TASK BRIEF: Whenever a line in the data contains "operations", show that line.

Start of RECORDS FOR PROCESSING

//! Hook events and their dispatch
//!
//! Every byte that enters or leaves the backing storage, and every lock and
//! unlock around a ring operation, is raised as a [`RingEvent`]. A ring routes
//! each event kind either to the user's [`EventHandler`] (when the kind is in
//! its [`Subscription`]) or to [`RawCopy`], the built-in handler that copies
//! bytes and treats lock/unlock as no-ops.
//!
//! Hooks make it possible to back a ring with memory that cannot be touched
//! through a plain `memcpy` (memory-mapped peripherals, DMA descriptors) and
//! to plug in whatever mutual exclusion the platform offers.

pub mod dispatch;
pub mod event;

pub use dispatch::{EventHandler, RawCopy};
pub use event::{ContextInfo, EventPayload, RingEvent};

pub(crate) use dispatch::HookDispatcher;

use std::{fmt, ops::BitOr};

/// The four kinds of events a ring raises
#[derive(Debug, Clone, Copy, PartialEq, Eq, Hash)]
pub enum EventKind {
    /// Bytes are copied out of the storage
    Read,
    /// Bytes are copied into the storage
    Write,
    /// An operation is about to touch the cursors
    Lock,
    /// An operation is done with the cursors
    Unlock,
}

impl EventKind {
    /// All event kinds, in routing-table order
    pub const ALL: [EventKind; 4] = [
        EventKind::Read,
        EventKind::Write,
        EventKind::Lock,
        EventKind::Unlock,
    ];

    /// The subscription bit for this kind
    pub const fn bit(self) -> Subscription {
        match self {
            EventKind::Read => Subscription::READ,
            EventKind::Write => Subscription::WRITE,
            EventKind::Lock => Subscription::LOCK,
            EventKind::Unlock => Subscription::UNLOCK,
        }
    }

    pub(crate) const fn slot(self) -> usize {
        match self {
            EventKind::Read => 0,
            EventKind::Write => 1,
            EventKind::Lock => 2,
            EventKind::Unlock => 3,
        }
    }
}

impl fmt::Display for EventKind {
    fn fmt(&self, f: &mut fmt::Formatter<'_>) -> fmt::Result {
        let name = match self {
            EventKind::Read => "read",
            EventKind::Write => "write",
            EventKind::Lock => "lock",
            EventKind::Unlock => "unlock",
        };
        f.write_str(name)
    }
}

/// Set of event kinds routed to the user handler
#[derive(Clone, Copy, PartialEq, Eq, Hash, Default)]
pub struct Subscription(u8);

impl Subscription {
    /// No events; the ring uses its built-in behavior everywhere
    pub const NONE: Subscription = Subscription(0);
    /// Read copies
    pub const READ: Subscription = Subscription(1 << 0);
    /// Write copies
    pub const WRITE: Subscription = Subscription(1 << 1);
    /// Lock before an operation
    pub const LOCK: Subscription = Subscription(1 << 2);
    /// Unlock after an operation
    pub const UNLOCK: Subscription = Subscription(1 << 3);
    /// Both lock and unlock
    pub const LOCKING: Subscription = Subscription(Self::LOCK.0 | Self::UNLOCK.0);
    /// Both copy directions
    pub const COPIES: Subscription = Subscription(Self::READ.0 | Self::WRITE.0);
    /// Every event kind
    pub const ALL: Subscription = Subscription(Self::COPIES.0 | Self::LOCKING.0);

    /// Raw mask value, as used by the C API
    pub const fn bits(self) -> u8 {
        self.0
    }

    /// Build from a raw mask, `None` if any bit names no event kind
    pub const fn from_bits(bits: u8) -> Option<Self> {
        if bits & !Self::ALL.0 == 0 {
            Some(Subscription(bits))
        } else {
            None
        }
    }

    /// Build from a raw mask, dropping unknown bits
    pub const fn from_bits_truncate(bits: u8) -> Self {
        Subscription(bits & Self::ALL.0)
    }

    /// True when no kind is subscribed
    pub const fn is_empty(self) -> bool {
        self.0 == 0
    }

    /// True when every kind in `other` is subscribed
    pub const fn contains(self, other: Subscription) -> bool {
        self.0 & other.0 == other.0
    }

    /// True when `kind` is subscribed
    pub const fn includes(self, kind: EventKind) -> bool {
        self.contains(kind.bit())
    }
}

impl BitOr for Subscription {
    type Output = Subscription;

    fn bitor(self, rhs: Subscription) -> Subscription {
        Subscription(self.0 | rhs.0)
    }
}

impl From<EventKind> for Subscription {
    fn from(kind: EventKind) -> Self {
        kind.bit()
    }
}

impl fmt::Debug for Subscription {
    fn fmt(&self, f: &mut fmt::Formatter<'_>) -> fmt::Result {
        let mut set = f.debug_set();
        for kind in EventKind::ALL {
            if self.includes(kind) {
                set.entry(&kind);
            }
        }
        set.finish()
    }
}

End of RECORDS FOR PROCESSING
Start of RECORDS FOR PROCESSING

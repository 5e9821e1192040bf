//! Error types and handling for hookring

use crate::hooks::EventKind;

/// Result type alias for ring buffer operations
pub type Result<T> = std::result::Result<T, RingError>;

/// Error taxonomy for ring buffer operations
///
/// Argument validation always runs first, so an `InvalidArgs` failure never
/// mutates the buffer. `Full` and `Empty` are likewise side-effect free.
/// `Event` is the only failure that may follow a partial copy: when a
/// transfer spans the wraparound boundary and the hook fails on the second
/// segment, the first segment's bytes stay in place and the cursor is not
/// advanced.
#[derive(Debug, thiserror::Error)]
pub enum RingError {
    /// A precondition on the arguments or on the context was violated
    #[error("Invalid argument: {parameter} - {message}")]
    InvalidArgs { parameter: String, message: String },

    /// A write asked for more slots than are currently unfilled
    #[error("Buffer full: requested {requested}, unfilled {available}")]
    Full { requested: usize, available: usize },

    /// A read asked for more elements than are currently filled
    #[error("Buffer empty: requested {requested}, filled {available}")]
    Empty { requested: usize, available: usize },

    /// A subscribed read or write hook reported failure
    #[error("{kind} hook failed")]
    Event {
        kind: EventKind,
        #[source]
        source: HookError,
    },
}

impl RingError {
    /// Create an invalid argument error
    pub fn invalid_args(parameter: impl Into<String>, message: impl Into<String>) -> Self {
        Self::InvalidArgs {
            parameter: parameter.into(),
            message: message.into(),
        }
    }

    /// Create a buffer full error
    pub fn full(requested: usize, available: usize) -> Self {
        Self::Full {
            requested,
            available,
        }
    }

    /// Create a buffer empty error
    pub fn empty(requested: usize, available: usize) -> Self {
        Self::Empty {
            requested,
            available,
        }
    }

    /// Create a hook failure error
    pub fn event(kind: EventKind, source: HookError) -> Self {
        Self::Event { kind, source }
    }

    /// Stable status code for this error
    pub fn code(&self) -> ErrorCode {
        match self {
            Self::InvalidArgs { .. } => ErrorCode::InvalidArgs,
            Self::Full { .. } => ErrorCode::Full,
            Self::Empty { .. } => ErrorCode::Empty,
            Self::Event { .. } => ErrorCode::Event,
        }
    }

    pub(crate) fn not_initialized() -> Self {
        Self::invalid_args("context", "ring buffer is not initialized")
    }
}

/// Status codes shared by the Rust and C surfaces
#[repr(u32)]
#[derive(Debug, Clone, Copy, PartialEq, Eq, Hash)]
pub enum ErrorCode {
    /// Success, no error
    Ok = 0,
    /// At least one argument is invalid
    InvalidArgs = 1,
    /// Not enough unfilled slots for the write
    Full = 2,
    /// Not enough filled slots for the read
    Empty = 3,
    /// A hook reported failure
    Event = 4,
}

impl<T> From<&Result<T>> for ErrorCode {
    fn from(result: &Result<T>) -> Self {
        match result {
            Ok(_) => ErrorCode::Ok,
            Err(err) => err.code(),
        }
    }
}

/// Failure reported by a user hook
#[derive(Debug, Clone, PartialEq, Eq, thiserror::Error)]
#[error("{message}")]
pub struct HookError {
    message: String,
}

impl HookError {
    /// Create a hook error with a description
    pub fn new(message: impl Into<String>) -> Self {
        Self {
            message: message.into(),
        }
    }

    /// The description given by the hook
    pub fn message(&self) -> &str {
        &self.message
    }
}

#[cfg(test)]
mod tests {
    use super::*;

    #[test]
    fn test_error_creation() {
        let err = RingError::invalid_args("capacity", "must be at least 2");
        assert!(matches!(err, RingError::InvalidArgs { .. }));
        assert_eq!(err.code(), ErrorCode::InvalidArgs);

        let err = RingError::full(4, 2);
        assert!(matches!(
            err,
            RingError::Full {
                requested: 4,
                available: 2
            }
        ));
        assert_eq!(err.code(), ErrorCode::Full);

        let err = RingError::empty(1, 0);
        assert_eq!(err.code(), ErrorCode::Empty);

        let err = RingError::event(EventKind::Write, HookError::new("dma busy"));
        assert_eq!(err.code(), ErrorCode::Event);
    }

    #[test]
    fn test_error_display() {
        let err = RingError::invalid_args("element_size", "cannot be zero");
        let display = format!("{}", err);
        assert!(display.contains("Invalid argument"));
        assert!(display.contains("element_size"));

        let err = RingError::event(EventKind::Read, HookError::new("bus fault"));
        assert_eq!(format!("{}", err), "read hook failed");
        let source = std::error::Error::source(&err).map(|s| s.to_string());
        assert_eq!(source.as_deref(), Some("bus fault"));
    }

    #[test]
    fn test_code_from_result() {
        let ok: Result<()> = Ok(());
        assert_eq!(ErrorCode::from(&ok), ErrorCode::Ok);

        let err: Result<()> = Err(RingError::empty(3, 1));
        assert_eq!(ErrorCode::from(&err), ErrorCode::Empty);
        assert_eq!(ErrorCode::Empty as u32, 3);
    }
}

End of RECORDS FOR PROCESSING

RESPONSE AREA:
/// Result type alias for ring buffer operations
/// Error taxonomy for ring buffer operations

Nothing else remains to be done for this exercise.